▸ **Extracted data**
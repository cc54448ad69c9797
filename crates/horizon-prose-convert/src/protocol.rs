//! The run-transition protocol shared by all converters.
//!
//! A converter sees a rich text as a sequence of transitions: for each run,
//! the attributes before it, the attributes of the run and the run's text.
//! A final transition to the empty attribute set with empty text lets the
//! converter close whatever is still open.

use horizon_prose_text::{RichText, TextAttributes};

/// Receives run transitions from [`walk_runs`].
pub trait RunTransitionSink {
    /// Called once per run, then once more with `next` empty and `text` empty.
    fn on_run_transition(&mut self, previous: &TextAttributes, next: &TextAttributes, text: &str);
}

/// Feed every run of `text` to `sink`, followed by the closing transition.
pub fn walk_runs<S: RunTransitionSink + ?Sized>(text: &RichText, sink: &mut S) {
    let empty = TextAttributes::empty();
    let mut previous = &empty;
    for run in text.runs() {
        sink.on_run_transition(previous, run.attributes(), run.as_str());
        previous = run.attributes();
    }
    sink.on_run_transition(previous, &empty, "");
}

/// Converts rich text to a target representation.
///
/// Implementations are immutable once configured: every call starts from a
/// fresh working state, so converting the same text twice yields identical
/// output.
pub trait Converter {
    fn convert(&self, text: &RichText) -> String;

    /// Convert each text and concatenate the results.
    fn convert_all<'a, I>(&self, texts: I) -> String
    where
        I: IntoIterator<Item = &'a RichText>,
        Self: Sized,
    {
        texts.into_iter().map(|text| self.convert(text)).collect()
    }
}

#[cfg(test)]
mod tests {
    use super::*;
    use horizon_prose_text::Style;

    #[derive(Default)]
    struct Recorder {
        transitions: Vec<(usize, usize, String)>,
    }

    impl RunTransitionSink for Recorder {
        fn on_run_transition(&mut self, previous: &TextAttributes, next: &TextAttributes, text: &str) {
            self.transitions
                .push((previous.len(), next.len(), text.to_string()));
        }
    }

    #[test]
    fn walk_ends_with_closing_transition() {
        let text = RichText::value_of("a") + RichText::styled("b", &Style::bold());
        let mut recorder = Recorder::default();
        walk_runs(&text, &mut recorder);

        assert_eq!(
            recorder.transitions,
            vec![
                (0, 0, "a".to_string()),
                (0, 2, "b".to_string()),
                (2, 0, String::new()),
            ]
        );
    }

    #[test]
    fn empty_text_still_closes() {
        let mut recorder = Recorder::default();
        walk_runs(&RichText::empty(), &mut recorder);
        assert_eq!(recorder.transitions, vec![(0, 0, String::new())]);
    }
}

▸ **Your task**
Return only the lines from the beginning of the material up to and including the line with "the run's text.", exactly as written.

▸ **Response area**
repository cc54448ad69c9797
filename crates/horizon-prose-convert/src/protocol.rs
//! The run-transition protocol shared by all converters.
//!
//! A converter sees a rich text as a sequence of transitions: for each run,
//! the attributes before it, the attributes of the run and the run's text.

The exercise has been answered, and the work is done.